La tripletta svedese nella sprint femminile

La gara ha visto le tre atlete svedesi staccarsi fin dalla salita, imponendo un ritmo insostenibile per le avversarie. Svahn ha vinto la finale con il tempo di 4’03"1, con un margine di 1"5 su Sundling e 4"8 su Dahlqvist.

Dietro il trio svedese, si sono classificate Julie Bjervig Drivenes (quarta a 8"6), Kristine Stavaas Skistad e Julia Kern.

Le azzurre in semifinale

Le atlete italiane hanno mostrato carattere in una competizione di alto livello. Caterina Ganz ha chiuso al nono posto assoluto, mentre Federica Cassol si è classificata undicesima. Entrambe sono state eliminate in semifinale. Ganz, nonostante un’uscita dal binario in salita, è riuscita a recuperare ma è stata superata dalle atlete svedesi e da Skistad, venendo esclusa anche dalla possibilità di accedere come lucky loser.

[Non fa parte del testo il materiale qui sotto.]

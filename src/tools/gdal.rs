//! GDAL command builders
//!
//! Each function encodes the fixed flag grammar of one pipeline stage:
//!
//! | Stage              | Tool             |
//! |--------------------|------------------|
//! | common CRS         | `gdalwarp`       |
//! | mosaic             | `gdalbuildvrt`   |
//! | merge              | `gdal_translate` |
//! | post-process       | `gdalwarp`       |

use super::ToolCommand;
use crate::output::path::with_stem_suffix;
use std::fmt;
use std::path::{Path, PathBuf};
use std::str::FromStr;

/// SRS every fetched raster is brought into before mosaicking
pub const COMMON_SRS: &str = "EPSG:4326";

/// Creation options shared by every GeoTIFF the pipeline writes
const COMPRESS_LZW: [&str; 2] = ["-co", "COMPRESS=LZW"];
const BIG_TIFF: [&str; 2] = ["-co", "BIGTIFF=YES"];

/// GDAL resampling algorithms accepted for post-processing
#[derive(Debug, Clone, Copy, PartialEq, Eq)]
pub enum ResampleAlg {
    /// Nearest neighbour
    Near,
    /// Bilinear
    Bilinear,
    /// Cubic convolution
    Cubic,
    /// Cubic spline
    CubicSpline,
    /// Lanczos windowed sinc
    Lanczos,
    /// Average of contributing pixels
    Average,
    /// Most frequent value
    Mode,
    /// Maximum
    Max,
    /// Minimum
    Min,
    /// Median
    Med,
    /// First quartile
    Q1,
    /// Third quartile
    Q3,
}

impl ResampleAlg {
    /// Every accepted algorithm, in GDAL's documentation order
    pub const ALL: [ResampleAlg; 12] = [
        ResampleAlg::Near,
        ResampleAlg::Bilinear,
        ResampleAlg::Cubic,
        ResampleAlg::CubicSpline,
        ResampleAlg::Lanczos,
        ResampleAlg::Average,
        ResampleAlg::Mode,
        ResampleAlg::Max,
        ResampleAlg::Min,
        ResampleAlg::Med,
        ResampleAlg::Q1,
        ResampleAlg::Q3,
    ];

    /// Name as passed to `-r`
    pub fn as_str(&self) -> &'static str {
        match self {
            ResampleAlg::Near => "near",
            ResampleAlg::Bilinear => "bilinear",
            ResampleAlg::Cubic => "cubic",
            ResampleAlg::CubicSpline => "cubicspline",
            ResampleAlg::Lanczos => "lanczos",
            ResampleAlg::Average => "average",
            ResampleAlg::Mode => "mode",
            ResampleAlg::Max => "max",
            ResampleAlg::Min => "min",
            ResampleAlg::Med => "med",
            ResampleAlg::Q1 => "q1",
            ResampleAlg::Q3 => "q3",
        }
    }
}

impl fmt::Display for ResampleAlg {
    fn fmt(&self, f: &mut fmt::Formatter<'_>) -> fmt::Result {
        f.write_str(self.as_str())
    }
}

impl FromStr for ResampleAlg {
    type Err = String;

    fn from_str(s: &str) -> Result<Self, Self::Err> {
        let wanted = s.trim().to_lowercase();
        Self::ALL
            .iter()
            .copied()
            .find(|alg| alg.as_str() == wanted)
            .ok_or_else(|| {
                let valid: Vec<&str> = Self::ALL.iter().map(ResampleAlg::as_str).collect();
                format!(
                    "Invalid resample algorithm: {s}. Valid options: {}",
                    valid.join(", ")
                )
            })
    }
}

/// Options for the final warp of the merged GeoTIFF
#[derive(Debug, Clone, PartialEq)]
pub struct WarpOptions {
    /// Source nodata value
    pub nodata: i32,
    /// Vector file to clip to
    pub cutline: Option<PathBuf>,
    /// Target pixel size and the algorithm used to reach it
    pub resolution: Option<(f64, ResampleAlg)>,
    /// Target SRS definition
    pub srs: Option<String>,
    /// Worker threads; more than one enables multithreaded warping
    pub threads: usize,
    /// Cache and warp memory in MB
    pub memory_mb: Option<u32>,
}

/// Directory, next to the fetched rasters, that holds their reprojected copies
pub const REPROJECTED_DIR: &str = "wgs";

/// Path for a raster reprojected to [`COMMON_SRS`]: same file name, under
/// [`REPROJECTED_DIR`] beside the input
pub fn reprojected_path(input: &Path) -> PathBuf {
    let dir = input.parent().unwrap_or_else(|| Path::new(""));
    match input.file_name() {
        Some(name) => dir.join(REPROJECTED_DIR).join(name),
        None => dir.join(REPROJECTED_DIR),
    }
}

/// Scratch path the final warp writes to before replacing the original
pub fn warp_output_path(output: &Path) -> PathBuf {
    with_stem_suffix(output, "warp")
}

/// `gdalwarp -r cubic -t_srs EPSG:4326 -co COMPRESS=LZW <input> <output>`
pub fn warp_to_common_srs(input: &Path, output: &Path) -> ToolCommand {
    ToolCommand::new("gdalwarp")
        .args(["-r", "cubic", "-t_srs", COMMON_SRS])
        .args(COMPRESS_LZW)
        .path_arg(input)
        .path_arg(output)
}

/// `gdalbuildvrt -srcnodata <n> -input_file_list <manifest> <vrt>`
pub fn build_vrt(nodata: i32, manifest: &Path, vrt: &Path) -> ToolCommand {
    ToolCommand::new("gdalbuildvrt")
        .args(["-srcnodata".to_string(), nodata.to_string()])
        .arg("-input_file_list")
        .path_arg(manifest)
        .path_arg(vrt)
}

/// `gdal_translate -co COMPRESS=LZW -co BIGTIFF=YES <vrt> <output>`
pub fn translate(vrt: &Path, output: &Path) -> ToolCommand {
    ToolCommand::new("gdal_translate")
        .args(COMPRESS_LZW)
        .args(BIG_TIFF)
        .path_arg(vrt)
        .path_arg(output)
}

/// Final resample / clip / reproject of the merged GeoTIFF into `output`
pub fn warp_final(options: &WarpOptions, input: &Path, output: &Path) -> ToolCommand {
    let mut cmd = ToolCommand::new("gdalwarp")
        .args(COMPRESS_LZW)
        .args(BIG_TIFF)
        .args(["-srcnodata".to_string(), options.nodata.to_string()])
        .arg("-dstalpha");

    if let Some(cutline) = &options.cutline {
        cmd = cmd.arg("-cutline").path_arg(cutline).arg("-crop_to_cutline");
    }
    if let Some((resolution, resample)) = options.resolution {
        cmd = cmd
            .arg("-tr")
            .arg(resolution.to_string())
            .arg(resolution.to_string())
            .arg("-r")
            .arg(resample.as_str());
    }
    if let Some(srs) = &options.srs {
        cmd = cmd.arg("-t_srs").arg(srs.clone());
    }
    if options.threads > 1 {
        cmd = cmd
            .arg("-multi")
            .arg("-wo")
            .arg(format!("NUM_THREADS={}", options.threads));
    }
    if let Some(memory) = options.memory_mb {
        cmd = cmd
            .args(["--config", "GDAL_CACHEMAX"])
            .arg(memory.to_string())
            .arg("-wm")
            .arg(memory.to_string());
    }

    cmd.path_arg(input).path_arg(output)
}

Cassol, nella sua batteria, ha disputato una gara tattica, recuperando dopo aver perso velocità a causa di un’uscita dal binario, e si è inserita dietro Diggins e Janatova, centrando così la semifinale.

Altre azzurre in gara sono state Iris De Martin Pinter (sedicesima) e Nicole Monsorno (ventiduesima).

Contesto olimpico e dominio svedese

La sprint femminile a tecnica classica, che ha visto la partecipazione di 89 concorrenti provenienti da 35 nazioni, si è rivelata un trionfo per la Svezia, che ha così realizzato una storica tripletta, confermando il proprio dominio nella disciplina.